I've another grandchild graduating on the 13th, so I'll get to do it again.


----------



## Menace (Jun 1, 2014)

*Re: Rant about 5DIII*



Dylan777 said:


> Sounds like you ready for 1DX... ;D



Ha ha - so true esp the difference between 8 and 12 FPS


----------



## East Wind Photography (Jun 1, 2014)

*Re: Rant about 5DIII*



sagittariansrock said:


> Never thought I'd be writing this, but I want to write it and get it out of my system so I don't have any more ill-feeling left about this little guy:
> 1. Truly surprised about the difference between 8fps and 6fps. I was shooting a commencement ceremony and trying to get the 'toss the mortarboards' shot. Boy, was it getting frustrating catching the mortarboard while still within the frame (and yes, I started clicking even before it was being tossed). Nothing like this with my 7D. Could the frame rate be restricted under certain conditions?
> 2. The lack of AF point illumination in Servo mode is very annoying. With dimly lit subjects in a mostly dark background, I kept losing them. And I had to stick with f/2.8 because I was using 200mm (so at least 1/250) and ISO 1600. I know pros would be fine with these, but I was terrified I shall miss the moments by focusing somewhere else...
> Ok, I'm done. It was all right eventually. Just too nerve-wracking at the time.

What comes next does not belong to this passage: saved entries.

//! Non-fatal findings about a grammar.

use crate::{
    automaton::Automaton,
    grammar::{Grammar, ProductionID, SymbolID, TerminalID, TerminalSet},
    table::{ConflictRecord, ParseTable},
    types::{Map, Set},
    util::display_fn,
};
use std::fmt;

#[derive(Debug, Copy, Clone, PartialEq, Eq, PartialOrd, Ord)]
pub enum Severity {
    Note,
    Warning,
}

impl fmt::Display for Severity {
    fn fmt(&self, f: &mut fmt::Formatter<'_>) -> fmt::Result {
        match self {
            Self::Note => f.write_str("note"),
            Self::Warning => f.write_str("warning"),
        }
    }
}

#[derive(Debug, Clone, PartialEq, Eq)]
#[non_exhaustive]
pub enum Diagnostic {
    /// A conflict between parse actions and how it was decided.
    Conflict(ConflictRecord),

    /// A production that can never be reduced.
    DeadProduction(ProductionID),

    /// A terminal that no production refers to.
    UnusedTerminal(TerminalID),
}

impl Diagnostic {
    pub fn severity(&self) -> Severity {
        match self {
            Self::Conflict(conflict) if !conflict.is_unresolved() => Severity::Note,
            _ => Severity::Warning,
        }
    }

    pub fn display<'g>(&'g self, g: &'g Grammar) -> impl fmt::Display + 'g {
        display_fn(move |f| {
            write!(f, "{}: ", self.severity())?;
            match self {
                Self::Conflict(conflict) => write!(f, "{}", conflict.display(g)),
                Self::DeadProduction(p) => write!(
                    f,
                    "production #{} is never reduced: {}",
                    p,
                    g.production(*p).display(g)
                ),
                Self::UnusedTerminal(t) => {
                    write!(f, "terminal `{}' is never used", g.terminals[t])
                }
            }
        })
    }
}

/// Collect the diagnostics in their reporting order: conflicts, then dead
/// productions by number, then unused terminals by declaration.
pub fn collect(g: &Grammar, automaton: &Automaton, table: &ParseTable) -> Vec<Diagnostic> {
    let mut diagnostics: Vec<Diagnostic> = table
        .conflicts
        .iter()
        .cloned()
        .map(Diagnostic::Conflict)
        .collect();

    let mut reduced: Map<ProductionID, TerminalSet> = Map::default();
    for state in automaton.states() {
        for &id in state.items() {
            let item = automaton.item(id);
            if item.is_reduction(g) {
                reduced
                    .entry(item.core.production)
                    .or_default()
                    .union_with(&item.lookaheads);
            }
        }
    }
    for id in g.productions.keys() {
        if *id == ProductionID::ACCEPT {
            continue;
        }
        if reduced.get(id).map_or(true, TerminalSet::is_empty) {
            tracing::debug!("dead production: {}", g.production(*id).display(g));
            diagnostics.push(Diagnostic::DeadProduction(*id));
        }
    }

    let used: Set<TerminalID> = g
        .productions
        .values()
        .flat_map(|p| p.right().iter())
        .filter_map(|symbol| match symbol {
            SymbolID::T(t) => Some(*t),
            SymbolID::N(..) => None,
        })
        .collect();
    for id in g.terminals.keys() {
        if !used.contains(id) {
            diagnostics.push(Diagnostic::UnusedTerminal(*id));
        }
    }

    diagnostics
}
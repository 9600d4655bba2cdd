//! Parse table abstraction.

/// The trait for abstracting an LR(1) parse table.
pub trait ParseTable {
    /// The number to identify the state of LR(1) automaton.
    type State: Copy;

    /// The number to identify the terminal/nonterminal symbols.
    type Symbol: Copy;

    /// The context value corresponding to the matched production rule.
    type Reduce: Copy;

    /// Return the initial state number.
    fn initial_state(&self) -> Self::State;

    /// Return the action corresponding to the specified state number and
    /// lookahead symbol.
    ///
    /// A `None` is passed as the end of input. Nonterminal symbols are passed
    /// right after a reduction, and the table answers with the goto target
    /// as a `Shift`.
    fn action(
        &self,
        current: Self::State,
        lookahead: Option<Self::Symbol>,
    ) -> ParseAction<Self::State, Self::Symbol, Self::Reduce>;

    /// Return the terminal symbols that have an explicit action in the state.
    fn expected(&self, current: Self::State) -> Vec<Self::Symbol>;
}

#[derive(Debug, Copy, Clone, PartialEq)]
#[non_exhaustive]
pub enum ParseAction<TState, TSymbol, TReduce> {
    /// Push the lookahead symbol and move to the state.
    Shift(TState),
    /// Pop `n` items, then push the left-hand symbol.
    Reduce(TReduce, TSymbol, usize),
    Accept,
    Error(ParseActionError),
}

#[derive(Debug, Copy, Clone, PartialEq, thiserror::Error)]
pub enum ParseActionError {
    #[error("incorrect state")]
    IncorrectState,

    #[error("unexpected symbol")]
    UnexpectedSymbol,
}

So yes there are other conditions that can affect frame rates. Many of the settings can slow it down, particularly those that wait for focus before firing the shutter. In low light the af can slow down and hunt more often. Also ive noticed a condition at least when using a grip that if the battery is less than 50% drive mode slows way down. Dont know if thats the case without the grip as i always use one.

So a couple of things that can help you out. I comfigre the depth of field preview button (the one in front by your grip fingers) to toggle between servo and one shot. When im in a situation where servo is not cutting it either with af hunt or inability to see af points, i just push to toggle one shot and get the shot. You can release it fast enough to go right into drive mode once you have your af point where you want it.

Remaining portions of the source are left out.